There's also nothing in here which random GPU devs can't build themselves. The header files are (now) self contained if people would like to use the same mechanism for other functionality and don't want to handroll the data structure. The most subtle part is getting this to work correctly under arbitrary warp divergence on volta. It should be an out of the box thing under openmp early next year too.

1 comments

> Wonderfully you don't need to trust my words, you've got my code :)

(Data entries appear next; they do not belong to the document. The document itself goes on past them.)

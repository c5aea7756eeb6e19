//! 房间成员仓储的 PostgreSQL 实现

use async_trait::async_trait;
use chrono::{DateTime, Utc};
use sqlx::FromRow;

use domain::{
    RepositoryResult, RoomId, RoomMemberProfile, RoomMemberRepository, Timestamp, UserId,
};

use crate::db::{map_sqlx_error, DbPool};

#[derive(Debug, FromRow)]
struct DbMemberProfile {
    user_id: i64,
    name: String,
    last_seen: Option<DateTime<Utc>>,
}

pub struct PgRoomMemberRepository {
    pool: DbPool,
}

impl PgRoomMemberRepository {
    pub fn new(pool: DbPool) -> Self {
        Self { pool }
    }
}

#[async_trait]
impl RoomMemberRepository for PgRoomMemberRepository {
    async fn is_member(&self, room_id: RoomId, user_id: UserId) -> RepositoryResult<bool> {
        let exists: (bool,) = sqlx::query_as(
            "SELECT EXISTS(SELECT 1 FROM room_members WHERE room_id = $1 AND user_id = $2)",
        )
        .bind(i64::from(room_id))
        .bind(i64::from(user_id))
        .fetch_one(&self.pool)
        .await
        .map_err(map_sqlx_error)?;

        Ok(exists.0)
    }

    async fn upsert(
        &self,
        room_id: RoomId,
        user_id: UserId,
        joined_at: Timestamp,
    ) -> RepositoryResult<()> {
        sqlx::query(
            r#"
            INSERT INTO room_members (room_id, user_id, joined_at)
            VALUES ($1, $2, $3)
            ON CONFLICT (room_id, user_id) DO NOTHING
            "#,
        )
        .bind(i64::from(room_id))
        .bind(i64::from(user_id))
        .bind(joined_at)
        .execute(&self.pool)
        .await
        .map_err(map_sqlx_error)?;

        Ok(())
    }

    async fn list_profiles(&self, room_id: RoomId) -> RepositoryResult<Vec<RoomMemberProfile>> {
        let rows = sqlx::query_as::<_, DbMemberProfile>(
            r#"
            SELECT u.id AS user_id, u.name, u.last_seen
            FROM room_members m
            JOIN users u ON u.id = m.user_id
            WHERE m.room_id = $1
            ORDER BY u.id
            "#,
        )
        .bind(i64::from(room_id))
        .fetch_all(&self.pool)
        .await
        .map_err(map_sqlx_error)?;

        Ok(rows
            .into_iter()
            .map(|row| RoomMemberProfile {
                user_id: UserId::new(row.user_id),
                name: row.name,
                last_seen: row.last_seen,
            })
            .collect())
    }
}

My friend it's so incredibly bold of you to claim credit for this work when

1. Joe presented it

2. Joe's name is the only name on the git blame

3. I know Joe and I know he did the lion's share of the work

And so I'll repeat: Joe himself calls it rpc so I'm gonna keep calling it rpc and not syscall.

The RPC implementation in LLVM is an adaptation of Jon's original state machine (see https://github.com/JonChesterfield/hostrpc). It looks very different at this point, but we collaborated on the initial design before I fleshed out everything else. Syscall or not is a bit of a semantic argument, but I lean more towards syscall 'inspired'.
Here's the algorithm https://doi.org/10.1145/3458744.3473357. My paper with Joseph on the implementation is at https://doi.org/10.1007/978-3-031-40744-4_15.

The syscall layer this runs on was written at https://github.com/JonChesterfield/hostrpc, 800 commits from May 2020 until Jan 2023. I deliberately wrote that in the open, false paths and mistakes and all. Took ages for a variety of reasons, not least that this was my side project.

You'll find the upstream of that scattered across the commits to libc, mostly authored by Joseph (log shows 300 for him, of which I reviewed 40, and 25 for me). You won't find the phone calls and offline design discussions. You can find the tricky volta solution at https://reviews.llvm.org/D159276 and the initial patch to llvm at https://reviews.llvm.org/D145913.

GPU libc is definitely Joseph's baby, not mine, and this wouldn't be in trunk if he hadn't stubbornly fought through the headwinds to get it there. I'm excited to see it generating some discussion on here.

But yeah, I'd say the syscall implementation we're discussing here has my name adequately written on it to describe it as "my code".